=== Section Start ===

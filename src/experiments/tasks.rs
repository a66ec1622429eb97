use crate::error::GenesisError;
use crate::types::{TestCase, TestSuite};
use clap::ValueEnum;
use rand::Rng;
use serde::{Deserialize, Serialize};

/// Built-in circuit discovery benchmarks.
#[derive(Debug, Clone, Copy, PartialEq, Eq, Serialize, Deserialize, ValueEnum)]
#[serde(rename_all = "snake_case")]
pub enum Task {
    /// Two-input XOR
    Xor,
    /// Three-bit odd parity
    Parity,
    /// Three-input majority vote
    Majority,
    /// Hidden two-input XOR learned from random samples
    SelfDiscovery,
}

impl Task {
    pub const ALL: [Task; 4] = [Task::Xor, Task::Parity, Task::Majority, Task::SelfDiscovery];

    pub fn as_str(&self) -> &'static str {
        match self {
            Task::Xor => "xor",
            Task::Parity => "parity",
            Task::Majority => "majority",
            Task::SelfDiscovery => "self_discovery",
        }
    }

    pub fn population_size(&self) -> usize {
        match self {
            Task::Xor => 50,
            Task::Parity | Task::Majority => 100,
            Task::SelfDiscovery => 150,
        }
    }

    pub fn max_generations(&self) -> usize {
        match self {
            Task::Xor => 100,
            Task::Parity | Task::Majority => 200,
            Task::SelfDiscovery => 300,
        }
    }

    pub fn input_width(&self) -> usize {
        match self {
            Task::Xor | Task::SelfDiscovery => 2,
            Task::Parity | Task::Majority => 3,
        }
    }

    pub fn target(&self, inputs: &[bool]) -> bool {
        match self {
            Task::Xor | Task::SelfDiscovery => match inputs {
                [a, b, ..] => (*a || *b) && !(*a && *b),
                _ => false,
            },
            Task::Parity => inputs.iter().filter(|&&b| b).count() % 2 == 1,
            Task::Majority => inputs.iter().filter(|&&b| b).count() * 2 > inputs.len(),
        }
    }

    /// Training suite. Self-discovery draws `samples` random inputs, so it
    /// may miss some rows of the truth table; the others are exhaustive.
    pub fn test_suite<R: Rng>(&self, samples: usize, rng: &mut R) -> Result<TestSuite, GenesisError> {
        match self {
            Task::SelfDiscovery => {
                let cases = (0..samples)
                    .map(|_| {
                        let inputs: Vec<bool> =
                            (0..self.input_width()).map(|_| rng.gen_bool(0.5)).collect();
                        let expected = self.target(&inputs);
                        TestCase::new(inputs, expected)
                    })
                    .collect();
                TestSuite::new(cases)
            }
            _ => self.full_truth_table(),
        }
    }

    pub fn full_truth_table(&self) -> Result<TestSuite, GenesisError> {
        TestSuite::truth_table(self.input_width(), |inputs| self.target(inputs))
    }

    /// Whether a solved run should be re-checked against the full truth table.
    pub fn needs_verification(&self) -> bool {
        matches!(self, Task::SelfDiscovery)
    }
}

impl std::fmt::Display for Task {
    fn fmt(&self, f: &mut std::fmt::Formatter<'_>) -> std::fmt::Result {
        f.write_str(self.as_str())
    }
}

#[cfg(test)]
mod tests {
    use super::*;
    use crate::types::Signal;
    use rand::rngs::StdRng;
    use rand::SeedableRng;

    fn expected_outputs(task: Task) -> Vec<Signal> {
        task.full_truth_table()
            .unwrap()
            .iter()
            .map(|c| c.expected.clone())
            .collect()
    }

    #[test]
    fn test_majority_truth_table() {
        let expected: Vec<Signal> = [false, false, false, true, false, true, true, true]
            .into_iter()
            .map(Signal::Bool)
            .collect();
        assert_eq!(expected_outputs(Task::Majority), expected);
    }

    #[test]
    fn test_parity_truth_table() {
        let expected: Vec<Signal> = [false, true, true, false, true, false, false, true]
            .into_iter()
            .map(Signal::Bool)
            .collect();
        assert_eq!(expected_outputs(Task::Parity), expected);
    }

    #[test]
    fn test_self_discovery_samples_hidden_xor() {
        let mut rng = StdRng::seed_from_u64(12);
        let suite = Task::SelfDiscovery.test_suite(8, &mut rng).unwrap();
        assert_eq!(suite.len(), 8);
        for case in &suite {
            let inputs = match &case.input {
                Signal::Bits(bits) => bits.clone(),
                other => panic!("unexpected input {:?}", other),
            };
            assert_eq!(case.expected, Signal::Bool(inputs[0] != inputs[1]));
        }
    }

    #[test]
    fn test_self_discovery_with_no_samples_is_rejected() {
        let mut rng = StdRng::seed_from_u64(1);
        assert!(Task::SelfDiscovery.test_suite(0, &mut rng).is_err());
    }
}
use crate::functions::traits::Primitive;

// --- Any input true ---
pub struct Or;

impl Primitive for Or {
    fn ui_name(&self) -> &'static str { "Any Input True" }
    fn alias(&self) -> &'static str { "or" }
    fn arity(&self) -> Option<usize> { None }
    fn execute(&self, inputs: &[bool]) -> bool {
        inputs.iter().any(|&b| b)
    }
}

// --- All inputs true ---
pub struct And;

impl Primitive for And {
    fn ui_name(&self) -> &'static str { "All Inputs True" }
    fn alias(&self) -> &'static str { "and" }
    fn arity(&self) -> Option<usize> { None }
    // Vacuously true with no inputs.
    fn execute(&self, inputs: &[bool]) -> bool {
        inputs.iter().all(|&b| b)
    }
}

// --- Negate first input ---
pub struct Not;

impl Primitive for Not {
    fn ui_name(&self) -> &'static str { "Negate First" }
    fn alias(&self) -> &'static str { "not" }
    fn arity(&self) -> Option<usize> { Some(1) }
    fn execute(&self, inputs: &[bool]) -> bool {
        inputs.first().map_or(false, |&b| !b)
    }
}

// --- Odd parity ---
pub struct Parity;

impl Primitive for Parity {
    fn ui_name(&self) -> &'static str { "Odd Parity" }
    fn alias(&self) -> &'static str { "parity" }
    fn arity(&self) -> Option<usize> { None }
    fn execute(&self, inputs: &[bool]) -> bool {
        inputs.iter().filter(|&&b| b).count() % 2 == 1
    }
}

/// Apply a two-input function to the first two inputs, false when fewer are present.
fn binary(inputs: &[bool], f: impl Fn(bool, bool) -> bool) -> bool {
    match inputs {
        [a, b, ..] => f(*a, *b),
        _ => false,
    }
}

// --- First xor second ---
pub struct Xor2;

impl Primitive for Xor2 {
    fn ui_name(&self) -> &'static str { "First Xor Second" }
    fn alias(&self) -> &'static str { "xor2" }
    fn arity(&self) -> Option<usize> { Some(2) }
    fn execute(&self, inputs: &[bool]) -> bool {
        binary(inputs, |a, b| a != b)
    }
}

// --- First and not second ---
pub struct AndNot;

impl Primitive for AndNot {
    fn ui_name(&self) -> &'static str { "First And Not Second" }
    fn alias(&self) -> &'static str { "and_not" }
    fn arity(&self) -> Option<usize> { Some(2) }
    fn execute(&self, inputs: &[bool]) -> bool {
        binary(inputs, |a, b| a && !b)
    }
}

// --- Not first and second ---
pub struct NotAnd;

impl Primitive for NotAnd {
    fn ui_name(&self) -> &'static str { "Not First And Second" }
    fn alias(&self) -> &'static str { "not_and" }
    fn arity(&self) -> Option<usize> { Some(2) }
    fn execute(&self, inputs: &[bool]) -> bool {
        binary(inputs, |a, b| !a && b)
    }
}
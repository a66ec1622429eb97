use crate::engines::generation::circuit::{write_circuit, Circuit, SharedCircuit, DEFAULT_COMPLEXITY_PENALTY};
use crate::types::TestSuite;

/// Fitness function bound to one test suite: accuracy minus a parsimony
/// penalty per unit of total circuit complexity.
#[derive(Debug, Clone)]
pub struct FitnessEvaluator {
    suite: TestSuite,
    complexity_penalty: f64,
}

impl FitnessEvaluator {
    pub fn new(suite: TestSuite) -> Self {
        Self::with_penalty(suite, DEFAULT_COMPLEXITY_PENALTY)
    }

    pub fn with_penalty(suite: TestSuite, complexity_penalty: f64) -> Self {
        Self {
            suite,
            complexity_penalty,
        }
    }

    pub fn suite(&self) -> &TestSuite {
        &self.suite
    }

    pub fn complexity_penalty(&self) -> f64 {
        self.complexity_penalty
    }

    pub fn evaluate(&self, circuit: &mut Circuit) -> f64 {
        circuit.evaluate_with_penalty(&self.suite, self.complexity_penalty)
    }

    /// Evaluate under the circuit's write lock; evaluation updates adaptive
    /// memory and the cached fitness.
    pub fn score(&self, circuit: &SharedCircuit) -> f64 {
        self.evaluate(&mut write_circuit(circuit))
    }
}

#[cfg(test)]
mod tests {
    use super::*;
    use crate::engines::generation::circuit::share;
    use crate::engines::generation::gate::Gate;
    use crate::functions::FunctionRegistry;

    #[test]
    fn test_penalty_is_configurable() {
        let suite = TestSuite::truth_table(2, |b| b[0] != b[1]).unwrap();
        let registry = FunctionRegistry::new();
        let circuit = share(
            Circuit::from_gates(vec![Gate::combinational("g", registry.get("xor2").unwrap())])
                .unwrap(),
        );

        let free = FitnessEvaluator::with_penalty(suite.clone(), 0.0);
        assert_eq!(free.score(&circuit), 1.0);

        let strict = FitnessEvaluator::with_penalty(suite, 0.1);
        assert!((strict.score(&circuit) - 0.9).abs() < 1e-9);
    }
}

=== Section End ===
=== Section Start ===

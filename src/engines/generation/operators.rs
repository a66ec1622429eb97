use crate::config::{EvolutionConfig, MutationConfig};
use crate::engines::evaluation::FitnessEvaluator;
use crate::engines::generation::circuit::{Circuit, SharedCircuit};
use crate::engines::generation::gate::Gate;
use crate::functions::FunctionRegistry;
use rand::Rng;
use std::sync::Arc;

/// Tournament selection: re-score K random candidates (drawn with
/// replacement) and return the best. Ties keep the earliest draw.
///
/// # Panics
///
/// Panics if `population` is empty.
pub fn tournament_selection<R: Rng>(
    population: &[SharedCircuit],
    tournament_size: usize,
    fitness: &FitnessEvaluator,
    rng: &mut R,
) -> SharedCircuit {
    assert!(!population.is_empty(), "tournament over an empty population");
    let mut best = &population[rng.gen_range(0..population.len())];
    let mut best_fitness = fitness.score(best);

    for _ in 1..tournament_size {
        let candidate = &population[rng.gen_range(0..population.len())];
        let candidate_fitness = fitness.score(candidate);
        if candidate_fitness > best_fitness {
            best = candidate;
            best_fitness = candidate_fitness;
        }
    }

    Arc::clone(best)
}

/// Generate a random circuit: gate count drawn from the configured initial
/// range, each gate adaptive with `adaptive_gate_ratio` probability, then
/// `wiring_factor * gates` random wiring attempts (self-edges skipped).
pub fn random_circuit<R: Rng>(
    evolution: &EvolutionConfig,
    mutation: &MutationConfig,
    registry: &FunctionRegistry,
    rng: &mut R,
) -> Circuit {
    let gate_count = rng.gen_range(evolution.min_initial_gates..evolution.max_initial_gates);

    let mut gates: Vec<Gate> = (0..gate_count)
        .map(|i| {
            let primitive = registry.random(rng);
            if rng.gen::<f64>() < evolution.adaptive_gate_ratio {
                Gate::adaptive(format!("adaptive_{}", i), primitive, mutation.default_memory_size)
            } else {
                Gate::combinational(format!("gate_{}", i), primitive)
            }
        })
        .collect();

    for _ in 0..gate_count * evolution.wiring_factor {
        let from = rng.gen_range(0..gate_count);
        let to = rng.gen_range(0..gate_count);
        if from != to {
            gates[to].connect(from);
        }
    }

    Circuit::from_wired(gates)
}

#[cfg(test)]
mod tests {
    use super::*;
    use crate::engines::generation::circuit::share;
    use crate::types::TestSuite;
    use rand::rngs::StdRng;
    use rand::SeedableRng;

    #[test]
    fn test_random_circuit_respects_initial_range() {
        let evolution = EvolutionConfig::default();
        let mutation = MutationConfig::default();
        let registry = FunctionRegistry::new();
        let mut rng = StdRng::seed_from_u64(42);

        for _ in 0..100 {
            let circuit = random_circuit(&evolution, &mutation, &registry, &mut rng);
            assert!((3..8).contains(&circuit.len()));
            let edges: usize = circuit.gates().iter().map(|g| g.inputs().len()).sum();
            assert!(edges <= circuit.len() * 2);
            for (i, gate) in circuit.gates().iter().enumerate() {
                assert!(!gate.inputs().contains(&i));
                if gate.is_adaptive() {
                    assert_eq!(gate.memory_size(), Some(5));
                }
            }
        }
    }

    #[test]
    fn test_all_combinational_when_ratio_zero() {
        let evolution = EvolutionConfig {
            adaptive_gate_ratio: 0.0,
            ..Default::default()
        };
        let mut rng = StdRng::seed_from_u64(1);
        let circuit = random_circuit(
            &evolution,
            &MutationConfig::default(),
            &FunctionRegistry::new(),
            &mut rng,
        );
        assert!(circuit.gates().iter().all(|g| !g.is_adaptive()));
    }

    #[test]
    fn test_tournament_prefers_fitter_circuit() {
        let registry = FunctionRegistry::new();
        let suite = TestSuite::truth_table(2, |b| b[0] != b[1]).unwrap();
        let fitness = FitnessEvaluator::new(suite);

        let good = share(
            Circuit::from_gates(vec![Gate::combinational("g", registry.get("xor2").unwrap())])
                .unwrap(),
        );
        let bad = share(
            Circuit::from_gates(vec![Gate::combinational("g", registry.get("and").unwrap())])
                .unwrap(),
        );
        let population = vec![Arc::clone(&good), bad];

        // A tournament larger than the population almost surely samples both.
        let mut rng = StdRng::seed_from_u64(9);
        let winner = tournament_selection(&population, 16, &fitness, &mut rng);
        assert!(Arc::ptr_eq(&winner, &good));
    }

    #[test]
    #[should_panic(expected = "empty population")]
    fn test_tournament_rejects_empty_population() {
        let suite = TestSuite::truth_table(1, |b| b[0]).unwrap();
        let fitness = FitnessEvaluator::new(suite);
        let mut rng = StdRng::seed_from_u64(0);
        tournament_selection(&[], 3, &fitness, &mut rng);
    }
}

=== Section End ===
=== Section Start ===

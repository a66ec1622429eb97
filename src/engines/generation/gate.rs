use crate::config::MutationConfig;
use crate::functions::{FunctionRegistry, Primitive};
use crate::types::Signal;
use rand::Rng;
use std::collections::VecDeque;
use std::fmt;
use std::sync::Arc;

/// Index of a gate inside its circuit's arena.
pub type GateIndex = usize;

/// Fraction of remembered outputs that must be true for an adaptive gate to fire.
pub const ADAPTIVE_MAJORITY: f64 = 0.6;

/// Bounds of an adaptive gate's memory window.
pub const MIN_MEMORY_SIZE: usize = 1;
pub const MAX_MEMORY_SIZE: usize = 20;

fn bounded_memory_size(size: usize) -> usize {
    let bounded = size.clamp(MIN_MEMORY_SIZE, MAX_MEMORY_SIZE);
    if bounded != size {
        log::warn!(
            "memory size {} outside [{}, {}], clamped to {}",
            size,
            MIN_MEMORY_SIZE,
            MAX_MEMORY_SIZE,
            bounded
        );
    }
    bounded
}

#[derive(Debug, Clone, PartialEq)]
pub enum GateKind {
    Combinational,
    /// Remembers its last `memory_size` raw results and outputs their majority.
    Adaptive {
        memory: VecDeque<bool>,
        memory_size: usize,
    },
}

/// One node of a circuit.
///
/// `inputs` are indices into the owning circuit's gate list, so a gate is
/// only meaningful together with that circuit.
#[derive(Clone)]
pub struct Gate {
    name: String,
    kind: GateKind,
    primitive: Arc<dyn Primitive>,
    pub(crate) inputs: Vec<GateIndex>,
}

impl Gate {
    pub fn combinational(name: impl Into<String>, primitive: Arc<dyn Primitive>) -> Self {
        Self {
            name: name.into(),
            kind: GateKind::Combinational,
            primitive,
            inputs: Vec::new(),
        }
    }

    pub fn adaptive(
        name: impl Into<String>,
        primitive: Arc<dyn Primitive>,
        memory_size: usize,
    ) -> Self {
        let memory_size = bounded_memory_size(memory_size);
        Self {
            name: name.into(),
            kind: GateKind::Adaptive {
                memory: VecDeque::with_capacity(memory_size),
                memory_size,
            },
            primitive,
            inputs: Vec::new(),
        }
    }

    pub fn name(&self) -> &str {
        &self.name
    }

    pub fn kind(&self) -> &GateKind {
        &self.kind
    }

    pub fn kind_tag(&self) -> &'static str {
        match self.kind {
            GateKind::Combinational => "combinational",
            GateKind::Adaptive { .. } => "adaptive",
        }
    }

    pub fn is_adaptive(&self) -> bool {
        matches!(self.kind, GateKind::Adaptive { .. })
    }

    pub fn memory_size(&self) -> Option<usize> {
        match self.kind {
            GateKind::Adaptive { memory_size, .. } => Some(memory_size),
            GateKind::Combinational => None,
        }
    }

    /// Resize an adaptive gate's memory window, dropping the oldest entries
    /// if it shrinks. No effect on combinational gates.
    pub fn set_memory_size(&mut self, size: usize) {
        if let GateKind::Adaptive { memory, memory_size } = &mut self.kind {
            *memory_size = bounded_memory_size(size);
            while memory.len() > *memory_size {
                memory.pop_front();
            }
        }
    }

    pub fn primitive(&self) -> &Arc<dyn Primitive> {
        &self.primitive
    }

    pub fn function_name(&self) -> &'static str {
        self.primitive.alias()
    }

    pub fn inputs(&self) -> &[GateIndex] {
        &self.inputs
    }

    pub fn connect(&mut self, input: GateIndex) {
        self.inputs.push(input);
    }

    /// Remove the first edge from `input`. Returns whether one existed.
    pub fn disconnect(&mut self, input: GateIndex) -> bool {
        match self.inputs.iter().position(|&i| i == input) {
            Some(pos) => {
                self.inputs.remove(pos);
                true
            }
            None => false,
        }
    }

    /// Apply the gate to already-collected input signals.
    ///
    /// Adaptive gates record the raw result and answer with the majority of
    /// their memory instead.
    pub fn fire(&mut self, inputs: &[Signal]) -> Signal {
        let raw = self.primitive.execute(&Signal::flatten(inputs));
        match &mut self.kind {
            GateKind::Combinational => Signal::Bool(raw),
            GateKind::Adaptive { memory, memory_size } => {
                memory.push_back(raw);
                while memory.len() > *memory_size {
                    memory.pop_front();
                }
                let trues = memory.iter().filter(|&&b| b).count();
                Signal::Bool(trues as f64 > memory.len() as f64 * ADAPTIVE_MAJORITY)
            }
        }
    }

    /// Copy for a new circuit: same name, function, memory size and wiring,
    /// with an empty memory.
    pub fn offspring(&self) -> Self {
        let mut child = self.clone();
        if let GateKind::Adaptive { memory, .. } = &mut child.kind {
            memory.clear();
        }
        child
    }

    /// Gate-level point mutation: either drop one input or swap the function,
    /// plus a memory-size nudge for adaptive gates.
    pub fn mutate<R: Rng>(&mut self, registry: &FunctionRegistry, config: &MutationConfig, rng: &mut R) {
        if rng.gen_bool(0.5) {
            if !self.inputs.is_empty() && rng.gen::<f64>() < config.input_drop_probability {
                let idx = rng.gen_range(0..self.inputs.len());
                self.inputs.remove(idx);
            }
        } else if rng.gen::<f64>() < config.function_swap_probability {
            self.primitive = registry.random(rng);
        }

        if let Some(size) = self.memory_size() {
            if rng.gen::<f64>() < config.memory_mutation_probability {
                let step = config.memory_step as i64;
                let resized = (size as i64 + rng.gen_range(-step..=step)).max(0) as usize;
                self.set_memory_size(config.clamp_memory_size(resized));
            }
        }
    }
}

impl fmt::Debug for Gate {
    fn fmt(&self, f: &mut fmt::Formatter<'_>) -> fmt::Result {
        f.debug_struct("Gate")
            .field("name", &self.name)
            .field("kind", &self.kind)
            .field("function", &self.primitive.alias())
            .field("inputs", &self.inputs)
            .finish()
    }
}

=== Section End ===

## TASK DETAILS
Gather each line from the listing above that holds "fire".

## WRITTEN REPLY
/// Fraction of remembered outputs that must be true for an adaptive gate to fire.
    pub fn fire(&mut self, inputs: &[Signal]) -> Signal {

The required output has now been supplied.